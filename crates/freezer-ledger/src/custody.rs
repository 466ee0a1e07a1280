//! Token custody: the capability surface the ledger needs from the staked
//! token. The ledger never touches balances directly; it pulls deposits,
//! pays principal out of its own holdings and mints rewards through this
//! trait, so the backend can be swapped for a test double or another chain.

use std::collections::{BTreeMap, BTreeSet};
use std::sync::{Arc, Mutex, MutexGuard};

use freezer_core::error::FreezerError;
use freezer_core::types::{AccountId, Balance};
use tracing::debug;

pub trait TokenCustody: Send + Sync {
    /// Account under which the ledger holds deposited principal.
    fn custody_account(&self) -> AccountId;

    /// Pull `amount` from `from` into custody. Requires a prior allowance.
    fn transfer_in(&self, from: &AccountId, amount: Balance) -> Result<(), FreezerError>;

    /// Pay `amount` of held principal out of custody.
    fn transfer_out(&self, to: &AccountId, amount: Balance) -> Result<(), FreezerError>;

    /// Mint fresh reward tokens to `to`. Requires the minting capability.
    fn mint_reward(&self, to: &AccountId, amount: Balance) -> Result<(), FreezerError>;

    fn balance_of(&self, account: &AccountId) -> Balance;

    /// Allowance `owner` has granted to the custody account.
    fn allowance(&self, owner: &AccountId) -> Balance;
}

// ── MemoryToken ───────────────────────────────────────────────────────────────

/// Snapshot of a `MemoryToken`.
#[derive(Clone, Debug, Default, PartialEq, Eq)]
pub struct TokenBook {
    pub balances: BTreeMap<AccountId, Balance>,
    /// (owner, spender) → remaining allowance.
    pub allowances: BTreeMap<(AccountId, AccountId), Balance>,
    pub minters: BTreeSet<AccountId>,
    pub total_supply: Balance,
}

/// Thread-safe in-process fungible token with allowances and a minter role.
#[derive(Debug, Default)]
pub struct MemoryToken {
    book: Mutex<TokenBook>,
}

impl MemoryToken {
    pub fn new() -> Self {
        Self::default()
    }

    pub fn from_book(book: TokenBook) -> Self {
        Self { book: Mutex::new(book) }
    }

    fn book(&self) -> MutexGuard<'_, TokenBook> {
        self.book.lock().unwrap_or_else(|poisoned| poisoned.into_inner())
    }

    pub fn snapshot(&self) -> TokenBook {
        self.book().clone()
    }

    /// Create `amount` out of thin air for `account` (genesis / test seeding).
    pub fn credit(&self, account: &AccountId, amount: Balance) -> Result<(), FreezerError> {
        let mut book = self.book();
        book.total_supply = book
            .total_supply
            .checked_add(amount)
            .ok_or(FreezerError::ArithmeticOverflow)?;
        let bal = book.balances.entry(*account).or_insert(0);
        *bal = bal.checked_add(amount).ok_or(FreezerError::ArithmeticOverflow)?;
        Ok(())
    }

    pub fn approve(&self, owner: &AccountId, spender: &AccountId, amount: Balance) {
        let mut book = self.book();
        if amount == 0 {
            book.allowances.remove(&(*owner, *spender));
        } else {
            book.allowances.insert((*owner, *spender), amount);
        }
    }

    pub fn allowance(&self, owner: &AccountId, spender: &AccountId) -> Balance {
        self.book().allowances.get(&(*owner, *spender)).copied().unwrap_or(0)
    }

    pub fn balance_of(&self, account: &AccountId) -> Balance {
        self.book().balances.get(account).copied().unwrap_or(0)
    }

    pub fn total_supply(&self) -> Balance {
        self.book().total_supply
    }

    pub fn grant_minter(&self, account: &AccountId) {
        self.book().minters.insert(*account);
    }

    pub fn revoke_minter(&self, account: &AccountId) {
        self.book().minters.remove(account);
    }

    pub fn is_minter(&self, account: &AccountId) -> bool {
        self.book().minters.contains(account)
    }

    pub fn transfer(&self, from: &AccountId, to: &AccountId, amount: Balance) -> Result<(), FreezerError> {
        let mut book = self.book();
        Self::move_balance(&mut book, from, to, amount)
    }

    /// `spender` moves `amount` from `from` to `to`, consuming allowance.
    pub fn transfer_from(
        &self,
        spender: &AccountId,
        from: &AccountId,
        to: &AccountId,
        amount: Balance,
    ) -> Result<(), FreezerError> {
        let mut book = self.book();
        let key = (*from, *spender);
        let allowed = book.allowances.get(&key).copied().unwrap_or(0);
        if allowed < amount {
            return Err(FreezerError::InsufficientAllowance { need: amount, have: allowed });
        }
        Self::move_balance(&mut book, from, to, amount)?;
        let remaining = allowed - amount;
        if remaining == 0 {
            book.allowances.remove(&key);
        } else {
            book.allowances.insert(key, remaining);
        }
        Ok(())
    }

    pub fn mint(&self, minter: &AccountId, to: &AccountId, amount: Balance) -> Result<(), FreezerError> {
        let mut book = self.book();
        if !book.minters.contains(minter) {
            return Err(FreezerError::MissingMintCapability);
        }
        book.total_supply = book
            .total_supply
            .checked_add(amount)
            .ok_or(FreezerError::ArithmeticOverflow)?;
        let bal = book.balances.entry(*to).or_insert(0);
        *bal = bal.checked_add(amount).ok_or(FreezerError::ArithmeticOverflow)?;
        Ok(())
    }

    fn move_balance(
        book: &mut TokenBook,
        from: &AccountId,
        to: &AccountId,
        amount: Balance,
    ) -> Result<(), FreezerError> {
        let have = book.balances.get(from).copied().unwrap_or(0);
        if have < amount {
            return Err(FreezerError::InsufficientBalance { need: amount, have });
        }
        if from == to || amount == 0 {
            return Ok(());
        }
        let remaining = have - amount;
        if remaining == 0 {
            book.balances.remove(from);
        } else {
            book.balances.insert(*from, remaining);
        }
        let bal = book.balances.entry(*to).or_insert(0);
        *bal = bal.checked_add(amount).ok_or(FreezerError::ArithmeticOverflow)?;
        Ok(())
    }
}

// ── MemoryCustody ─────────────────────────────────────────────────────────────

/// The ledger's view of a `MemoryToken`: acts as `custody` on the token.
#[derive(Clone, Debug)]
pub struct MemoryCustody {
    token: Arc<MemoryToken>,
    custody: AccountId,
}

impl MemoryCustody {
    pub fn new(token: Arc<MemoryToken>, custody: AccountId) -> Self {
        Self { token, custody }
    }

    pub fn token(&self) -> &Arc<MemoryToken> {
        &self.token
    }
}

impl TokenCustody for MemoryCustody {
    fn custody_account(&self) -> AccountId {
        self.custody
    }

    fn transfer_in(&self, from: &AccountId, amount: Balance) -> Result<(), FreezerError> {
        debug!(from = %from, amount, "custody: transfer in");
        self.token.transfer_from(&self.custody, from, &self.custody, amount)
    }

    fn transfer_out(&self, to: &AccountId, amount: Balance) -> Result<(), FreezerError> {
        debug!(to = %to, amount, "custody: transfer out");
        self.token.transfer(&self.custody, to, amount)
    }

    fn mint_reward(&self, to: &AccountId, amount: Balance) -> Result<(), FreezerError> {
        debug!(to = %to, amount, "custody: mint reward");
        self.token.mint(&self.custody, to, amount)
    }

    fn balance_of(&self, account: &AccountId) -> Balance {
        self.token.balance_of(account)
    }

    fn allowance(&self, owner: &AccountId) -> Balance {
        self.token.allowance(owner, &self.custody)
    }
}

———

• **What you need to do**: All of the records shown above should be reproduced exactly.

• **Output**:
filename crates/freezer-ledger/src/custody.rs
repository 466ee0a1e07a1280
//! Token custody: the capability surface the ledger needs from the staked
//! token. The ledger never touches balances directly; it pulls deposits,
//! pays principal out of its own holdings and mints rewards through this
//! trait, so the backend can be swapped for a test double or another chain.

use std::collections::{BTreeMap, BTreeSet};
use std::sync::{Arc, Mutex, MutexGuard};

use freezer_core::error::FreezerError;
use freezer_core::types::{AccountId, Balance};
use tracing::debug;

pub trait TokenCustody: Send + Sync {
    /// Account under which the ledger holds deposited principal.
    fn custody_account(&self) -> AccountId;

    /// Pull `amount` from `from` into custody. Requires a prior allowance.
    fn transfer_in(&self, from: &AccountId, amount: Balance) -> Result<(), FreezerError>;

    /// Pay `amount` of held principal out of custody.
    fn transfer_out(&self, to: &AccountId, amount: Balance) -> Result<(), FreezerError>;

    /// Mint fresh reward tokens to `to`. Requires the minting capability.
    fn mint_reward(&self, to: &AccountId, amount: Balance) -> Result<(), FreezerError>;

    fn balance_of(&self, account: &AccountId) -> Balance;

    /// Allowance `owner` has granted to the custody account.
    fn allowance(&self, owner: &AccountId) -> Balance;
}

// ── MemoryToken ───────────────────────────────────────────────────────────────

/// Snapshot of a `MemoryToken`.
#[derive(Clone, Debug, Default, PartialEq, Eq)]
pub struct TokenBook {
    pub balances: BTreeMap<AccountId, Balance>,
    /// (owner, spender) → remaining allowance.
    pub allowances: BTreeMap<(AccountId, AccountId), Balance>,
    pub minters: BTreeSet<AccountId>,
    pub total_supply: Balance,
}

/// Thread-safe in-process fungible token with allowances and a minter role.
#[derive(Debug, Default)]
pub struct MemoryToken {
    book: Mutex<TokenBook>,
}

impl MemoryToken {
    pub fn new() -> Self {
        Self::default()
    }

    pub fn from_book(book: TokenBook) -> Self {
        Self { book: Mutex::new(book) }
    }

    fn book(&self) -> MutexGuard<'_, TokenBook> {
        self.book.lock().unwrap_or_else(|poisoned| poisoned.into_inner())
    }

    pub fn snapshot(&self) -> TokenBook {
        self.book().clone()
    }

    /// Create `amount` out of thin air for `account` (genesis / test seeding).
    pub fn credit(&self, account: &AccountId, amount: Balance) -> Result<(), FreezerError> {
        let mut book = self.book();
        book.total_supply = book
            .total_supply
            .checked_add(amount)
            .ok_or(FreezerError::ArithmeticOverflow)?;
        let bal = book.balances.entry(*account).or_insert(0);
        *bal = bal.checked_add(amount).ok_or(FreezerError::ArithmeticOverflow)?;
        Ok(())
    }

    pub fn approve(&self, owner: &AccountId, spender: &AccountId, amount: Balance) {
        let mut book = self.book();
        if amount == 0 {
            book.allowances.remove(&(*owner, *spender));
        } else {
            book.allowances.insert((*owner, *spender), amount);
        }
    }

    pub fn allowance(&self, owner: &AccountId, spender: &AccountId) -> Balance {
        self.book().allowances.get(&(*owner, *spender)).copied().unwrap_or(0)
    }

    pub fn balance_of(&self, account: &AccountId) -> Balance {
        self.book().balances.get(account).copied().unwrap_or(0)
    }

    pub fn total_supply(&self) -> Balance {
        self.book().total_supply
    }

    pub fn grant_minter(&self, account: &AccountId) {
        self.book().minters.insert(*account);
    }

    pub fn revoke_minter(&self, account: &AccountId) {
        self.book().minters.remove(account);
    }

    pub fn is_minter(&self, account: &AccountId) -> bool {
        self.book().minters.contains(account)
    }

    pub fn transfer(&self, from: &AccountId, to: &AccountId, amount: Balance) -> Result<(), FreezerError> {
        let mut book = self.book();
        Self::move_balance(&mut book, from, to, amount)
    }

    /// `spender` moves `amount` from `from` to `to`, consuming allowance.
    pub fn transfer_from(
        &self,
        spender: &AccountId,
        from: &AccountId,
        to: &AccountId,
        amount: Balance,
    ) -> Result<(), FreezerError> {
        let mut book = self.book();
        let key = (*from, *spender);
        let allowed = book.allowances.get(&key).copied().unwrap_or(0);
        if allowed < amount {
            return Err(FreezerError::InsufficientAllowance { need: amount, have: allowed });
        }
        Self::move_balance(&mut book, from, to, amount)?;
        let remaining = allowed - amount;
        if remaining == 0 {
            book.allowances.remove(&key);
        } else {
            book.allowances.insert(key, remaining);
        }
        Ok(())
    }

    pub fn mint(&self, minter: &AccountId, to: &AccountId, amount: Balance) -> Result<(), FreezerError> {
        let mut book = self.book();
        if !book.minters.contains(minter) {
            return Err(FreezerError::MissingMintCapability);
        }
        book.total_supply = book
            .total_supply
            .checked_add(amount)
            .ok_or(FreezerError::ArithmeticOverflow)?;
        let bal = book.balances.entry(*to).or_insert(0);
        *bal = bal.checked_add(amount).ok_or(FreezerError::ArithmeticOverflow)?;
        Ok(())
    }

    fn move_balance(
        book: &mut TokenBook,
        from: &AccountId,
        to: &AccountId,
        amount: Balance,
    ) -> Result<(), FreezerError> {
        let have = book.balances.get(from).copied().unwrap_or(0);
        if have < amount {
            return Err(FreezerError::InsufficientBalance { need: amount, have });
        }
        if from == to || amount == 0 {
            return Ok(());
        }
        let remaining = have - amount;
        if remaining == 0 {
            book.balances.remove(from);
        } else {
            book.balances.insert(*from, remaining);
        }
        let bal = book.balances.entry(*to).or_insert(0);
        *bal = bal.checked_add(amount).ok_or(FreezerError::ArithmeticOverflow)?;
        Ok(())
    }
}

// ── MemoryCustody ─────────────────────────────────────────────────────────────

/// The ledger's view of a `MemoryToken`: acts as `custody` on the token.
#[derive(Clone, Debug)]
pub struct MemoryCustody {
    token: Arc<MemoryToken>,
    custody: AccountId,
}

impl MemoryCustody {
    pub fn new(token: Arc<MemoryToken>, custody: AccountId) -> Self {
        Self { token, custody }
    }

    pub fn token(&self) -> &Arc<MemoryToken> {
        &self.token
    }
}

impl TokenCustody for MemoryCustody {
    fn custody_account(&self) -> AccountId {
        self.custody
    }

    fn transfer_in(&self, from: &AccountId, amount: Balance) -> Result<(), FreezerError> {
        debug!(from = %from, amount, "custody: transfer in");
        self.token.transfer_from(&self.custody, from, &self.custody, amount)
    }

    fn transfer_out(&self, to: &AccountId, amount: Balance) -> Result<(), FreezerError> {
        debug!(to = %to, amount, "custody: transfer out");
        self.token.transfer(&self.custody, to, amount)
    }

    fn mint_reward(&self, to: &AccountId, amount: Balance) -> Result<(), FreezerError> {
        debug!(to = %to, amount, "custody: mint reward");
        self.token.mint(&self.custody, to, amount)
    }

    fn balance_of(&self, account: &AccountId) -> Balance {
        self.token.balance_of(account)
    }

    fn allowance(&self, owner: &AccountId) -> Balance {
        self.token.allowance(owner, &self.custody)
    }
}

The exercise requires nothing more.